The point he is making is surely the cronyism and low-level corruption of the local media: hyping any “patriotic” theme instead of carrying out real investigative journalism or in-depth commentary.
MonkeyFish – Perhaps the US “dominates current global monetary system” because it is still by far the largest economy in the world and many places (especially less developed countries) still seem to have faith in US dollars being able to keep their value.
Big Lychee sensibly mocks today’s (Wednesday’s) mouth-frothing, so it’s nice to think about the English language instead. Stanley Gibbons wrote: “You can reach a climax, but not a crescendo……”
I’ve looked it up in two dictionaries and they both accept that the word can mean ‘peak’ as well as ‘gradual increase’. It’s true that it contradicts the origin of the word, the Latin ‘crescere’, to increase – but so does the standard word ‘crescent’. A crescent moon can be waxing or waning.

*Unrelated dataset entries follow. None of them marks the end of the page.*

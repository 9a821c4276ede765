use crate::data::LABELS;
use anyhow::{bail, Context, Result};
use plotters::prelude::*;
use std::path::{Path, PathBuf};
use tracing::info;

const IMG_DIMS: (u32, u32) = (1280, 960);

const FONT: &str = "sans-serif";
const TITLE_FONT_SIZE: i32 = 36;
const LABEL_FONT_SIZE: i32 = 22;

const MARGIN: i32 = 20;
const X_LABEL_AREA_SIZE: i32 = 60;
const Y_LABEL_AREA_SIZE: i32 = 90;

const TRAIN_COLOUR: RGBColor = BLUE;
const TEST_COLOUR: RGBColor = RED;

/// Heatmap colour ramp endpoint (matplotlib tab-blue)
const HEAT_COLOUR: RGBColor = RGBColor(31, 119, 180);

/// Which training curve a chart shows, selecting titles, axis labels and the
/// output file name.
#[derive(Debug, Clone, Copy, PartialEq, Eq)]
pub enum MetricKind {
    Accuracy,
    Loss,
    LossVsLr,
}

impl MetricKind {
    fn title(&self) -> &'static str {
        match self {
            MetricKind::Accuracy => "Training and Test Accuracy",
            MetricKind::Loss => "Training and Test Loss",
            MetricKind::LossVsLr => "Training loss and Test loss with learning rate",
        }
    }

    fn x_label(&self) -> &'static str {
        match self {
            MetricKind::Accuracy | MetricKind::Loss => "Epoch",
            MetricKind::LossVsLr => "Learning rate",
        }
    }

    fn y_label(&self) -> &'static str {
        match self {
            MetricKind::Accuracy => "Accuracy (%)",
            MetricKind::Loss | MetricKind::LossVsLr => "Loss",
        }
    }

    fn file_name(&self, epochs: usize, lr: f64) -> String {
        match self {
            MetricKind::Accuracy => format!("Accuracy_epochs_{}_lr{}.png", epochs, lr),
            MetricKind::Loss => format!("Loss_epochs_{}_lr{}.png", epochs, lr),
            MetricKind::LossVsLr => format!("Loss_lr_{}{}.png", epochs, lr),
        }
    }
}

fn series_bounds(values: &[f64]) -> (f64, f64) {
    let min = values.iter().copied().fold(f64::INFINITY, f64::min);
    let max = values.iter().copied().fold(f64::NEG_INFINITY, f64::max);
    (min, max)
}

/// Render a two-line train/test chart for one metric and persist it.
///
/// The file name is derived from the metric kind, the total epoch count and
/// the learning rate, into the caller's run directory.
pub fn plot_curves(
    x: &[f64],
    train: &[f64],
    test: &[f64],
    kind: MetricKind,
    epochs: usize,
    lr: f64,
    run_dir: &Path,
) -> Result<PathBuf> {
    if x.is_empty() || x.len() != train.len() || x.len() != test.len() {
        bail!(
            "Curve length mismatch: {} x, {} train, {} test",
            x.len(),
            train.len(),
            test.len()
        );
    }

    let path = run_dir.join(kind.file_name(epochs, lr));

    let (x_min, x_max) = series_bounds(x);
    let (train_min, train_max) = series_bounds(train);
    let (test_min, test_max) = series_bounds(test);
    let y_min = train_min.min(test_min);
    let y_max = train_max.max(test_max);
    // Pad a flat series so the range stays non-degenerate.
    let pad = ((y_max - y_min) * 0.05).max(1e-6);

    // The backend borrows `path`; keep the drawing scoped so the borrow ends
    // before the path is returned.
    {
        let root = BitMapBackend::new(&path, IMG_DIMS).into_drawing_area();
        root.fill(&WHITE)
            .map_err(|e| anyhow::anyhow!("Failed to clear chart background: {}", e))?;

        let mut chart = ChartBuilder::on(&root)
            .caption(kind.title(), (FONT, TITLE_FONT_SIZE))
            .margin(MARGIN)
            .x_label_area_size(X_LABEL_AREA_SIZE)
            .y_label_area_size(Y_LABEL_AREA_SIZE)
            .build_cartesian_2d(x_min..x_max.max(x_min + 1e-6), (y_min - pad)..(y_max + pad))
            .map_err(|e| anyhow::anyhow!("Failed to build chart: {}", e))?;

        chart
            .configure_mesh()
            .x_desc(kind.x_label())
            .y_desc(kind.y_label())
            .axis_desc_style((FONT, LABEL_FONT_SIZE))
            .draw()
            .map_err(|e| anyhow::anyhow!("Failed to draw chart mesh: {}", e))?;

        chart
            .draw_series(LineSeries::new(
                x.iter().zip(train).map(|(&x, &y)| (x, y)),
                &TRAIN_COLOUR,
            ))
            .map_err(|e| anyhow::anyhow!("Failed to draw train series: {}", e))?
            .label("train")
            .legend(|(x, y)| PathElement::new(vec![(x, y), (x + 20, y)], TRAIN_COLOUR));

        chart
            .draw_series(LineSeries::new(
                x.iter().zip(test).map(|(&x, &y)| (x, y)),
                &TEST_COLOUR,
            ))
            .map_err(|e| anyhow::anyhow!("Failed to draw test series: {}", e))?
            .label("test")
            .legend(|(x, y)| PathElement::new(vec![(x, y), (x + 20, y)], TEST_COLOUR));

        chart
            .configure_series_labels()
            .background_style(WHITE.mix(0.8))
            .border_style(BLACK)
            .draw()
            .map_err(|e| anyhow::anyhow!("Failed to draw legend: {}", e))?;

        root.present()
            .with_context(|| format!("Failed to write chart to {:?}", path))?;
    }

    info!("Saved {:?} chart to {:?}", kind, path);
    Ok(path)
}

/// Render the percent-normalized confusion matrix as a heatmap with the
/// activity names on both axes.
pub fn plot_confusion_matrix(normalized: &[Vec<f64>], run_dir: &Path) -> Result<PathBuf> {
    let n = normalized.len();
    if n == 0 || normalized.iter().any(|row| row.len() != n) {
        bail!("Confusion matrix must be square and non-empty");
    }

    let path = run_dir.join("confusion_matrix.png");
    let max_value = normalized
        .iter()
        .flatten()
        .copied()
        .fold(0.0f64, f64::max)
        .max(1e-9);

    // The backend borrows `path`; keep the drawing scoped so the borrow ends
    // before the path is returned.
    {
        let root = BitMapBackend::new(&path, IMG_DIMS).into_drawing_area();
        root.fill(&WHITE)
            .map_err(|e| anyhow::anyhow!("Failed to clear chart background: {}", e))?;

        let mut chart = ChartBuilder::on(&root)
            .caption(
                "Confusion matrix (normalised to % of total test data)",
                (FONT, TITLE_FONT_SIZE),
            )
            .margin(MARGIN)
            .x_label_area_size(X_LABEL_AREA_SIZE + 60)
            .y_label_area_size(Y_LABEL_AREA_SIZE + 90)
            .build_cartesian_2d(0.0..n as f64, 0.0..n as f64)
            .map_err(|e| anyhow::anyhow!("Failed to build chart: {}", e))?;

        let class_name = |index: f64| -> String {
            LABELS
                .get(index as usize)
                .map(|s| s.to_string())
                .unwrap_or_default()
        };

        chart
            .configure_mesh()
            .disable_mesh()
            .x_labels(n)
            .y_labels(n)
            // Cell centers carry the names; row 0 sits at the top.
            .x_label_formatter(&|v| class_name(*v))
            .y_label_formatter(&|v| class_name(n as f64 - 1.0 - *v))
            .x_desc("Predicted label")
            .y_desc("True label")
            .axis_desc_style((FONT, LABEL_FONT_SIZE))
            .draw()
            .map_err(|e| anyhow::anyhow!("Failed to draw chart mesh: {}", e))?;

        chart
            .draw_series(normalized.iter().enumerate().flat_map(|(row, values)| {
                values.iter().enumerate().map(move |(col, &value)| {
                    let t = value / max_value;
                    let lerp =
                        |from: u8, to: u8| (from as f64 + t * (to as f64 - from as f64)) as u8;
                    let colour = RGBColor(
                        lerp(255, HEAT_COLOUR.0),
                        lerp(255, HEAT_COLOUR.1),
                        lerp(255, HEAT_COLOUR.2),
                    );
                    let y = (n - 1 - row) as f64;
                    Rectangle::new(
                        [(col as f64, y), (col as f64 + 1.0, y + 1.0)],
                        colour.filled(),
                    )
                })
            }))
            .map_err(|e| anyhow::anyhow!("Failed to draw heatmap cells: {}", e))?;

        root.present()
            .with_context(|| format!("Failed to write chart to {:?}", path))?;
    }

    info!("Saved confusion matrix to {:?}", path);
    Ok(path)
}

#[cfg(test)]
mod tests {
    use super::*;

    #[test]
    fn test_file_names() {
        assert_eq!(
            MetricKind::Accuracy.file_name(650, 0.0015),
            "Accuracy_epochs_650_lr0.0015.png"
        );
        assert_eq!(
            MetricKind::Loss.file_name(650, 0.0015),
            "Loss_epochs_650_lr0.0015.png"
        );
        assert_eq!(
            MetricKind::LossVsLr.file_name(650, 0.0015),
            "Loss_lr_6500.0015.png"
        );
    }

    #[test]
    fn test_plot_curves_length_mismatch() {
        let dir = std::env::temp_dir();
        let result = plot_curves(
            &[1.0, 2.0],
            &[0.5],
            &[0.6, 0.7],
            MetricKind::Accuracy,
            2,
            0.001,
            &dir,
        );
        assert!(result.is_err());
    }

    #[test]
    fn test_plot_confusion_matrix_rejects_ragged() {
        let dir = std::env::temp_dir();
        assert!(plot_confusion_matrix(&[vec![1.0, 2.0], vec![3.0]], &dir).is_err());
    }

    #[test]
    fn test_plot_curves_writes_file() {
        let dir = std::env::temp_dir().join("harnet_plot_curves_test");
        std::fs::create_dir_all(&dir).unwrap();
        let x: Vec<f64> = (1..=5).map(|e| e as f64).collect();
        let train = vec![2.1, 1.7, 1.3, 1.0, 0.8];
        let test = vec![2.2, 1.9, 1.5, 1.2, 1.1];
        let path = plot_curves(&x, &train, &test, MetricKind::Loss, 5, 0.0015, &dir).unwrap();
        assert_eq!(path, dir.join("Loss_epochs_5_lr0.0015.png"));
        assert!(path.exists());
        std::fs::remove_dir_all(&dir).unwrap();
    }

    #[test]
    fn test_plot_curves_single_point() {
        // A one-entry learning-rate sweep still produces a chart.
        let dir = std::env::temp_dir().join("harnet_plot_single_point_test");
        std::fs::create_dir_all(&dir).unwrap();
        let path = plot_curves(
            &[0.0015],
            &[0.42],
            &[0.57],
            MetricKind::LossVsLr,
            650,
            0.0015,
            &dir,
        )
        .unwrap();
        assert!(path.exists());
        std::fs::remove_dir_all(&dir).unwrap();
    }

    #[test]
    fn test_plot_confusion_matrix_writes_file() {
        let dir = std::env::temp_dir().join("harnet_plot_confusion_test");
        std::fs::create_dir_all(&dir).unwrap();
        let normalized = vec![
            vec![40.0, 2.0, 0.0],
            vec![1.0, 35.0, 3.0],
            vec![0.0, 4.0, 15.0],
        ];
        let path = plot_confusion_matrix(&normalized, &dir).unwrap();
        assert_eq!(path, dir.join("confusion_matrix.png"));
        assert!(path.exists());
        std::fs::remove_dir_all(&dir).unwrap();
    }
}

@PHT – the US dominates the world monetary system because of a series of strategic moves by its government and financial elite over the last 100 years, specifically implementation of a private fractional reserve banking system in the Fed acts (to finance WWI), Bretton Woods I & II, closure of the gold window and implementation of the petrodollar as reserve currency, and most recently QE1/2/3/4, intended to attempt to keep Pax Americana breathing as it continues to wane in both influence and importance in an increasingly uncompromising multipolar world.
None of the recent history of the US would have been possible without US oil-producing allies accepting its debt as a reliable store of value, which is in part based on their faith in the proposition that the US gov is a sound debtor, and will continue to be so.
And this leads to the crux of the matter, which in game theoretic terms is considered a “game of asymmetric or imperfect information”. The US economy, to the financially literate, is in poor shape, mainly as a result of the attempt of .gov policymakers to keep highly leveraged financial institutions solvent and create time for the repair of balance sheets and debt write-down through unfettered money printing and the madness of monetary neo-keynesianism, as well as the offshoring of the real US economy to fatten corporate profit lines (and quarterly incentive payments for executives). The symptoms of the disease are manifold: i) record low rates of labor force participation (the real unemployment story); ii) flat real wages since 2008; iii) rapid acceleration of US regions into a highly unequal 2 track economy (a short driving tour of Michigan would help to understand the second track); iv) flat or anemic economic growth since 2008 (based on official, fudged, numbers) or economic depression (based on how economic numbers used to be calculated 20 years ago – NB check John Williams @ http://www.shadowstats.com – a great resource on this, calculates economic indicators based on historical “non-fudged” formulas); v) continuing degradation of the US fiscal position.
This is an unsustainable dynamic. US citizens are starting to wake-up and demand accountability from the US gov (Ferguson, Occupy Wall Street); meanwhile the Shanghai Co-op Organization is building an alternative global monetary system, based on a BRICs + Germany alliance, backed by precious metals (among a mix of reserves).
The US as a dominant global leader is history and has been for some time. Based on my analysis of the last 20-30 years of US gov policy making, in particular foreign policy post-2000 and domestic policy post-2008, I fear the completion of this collapse process is going to be ugly, turbulent, and with tremendous potential for violence against US citizens and US interests, both in the domestic US arena, as well as internationally.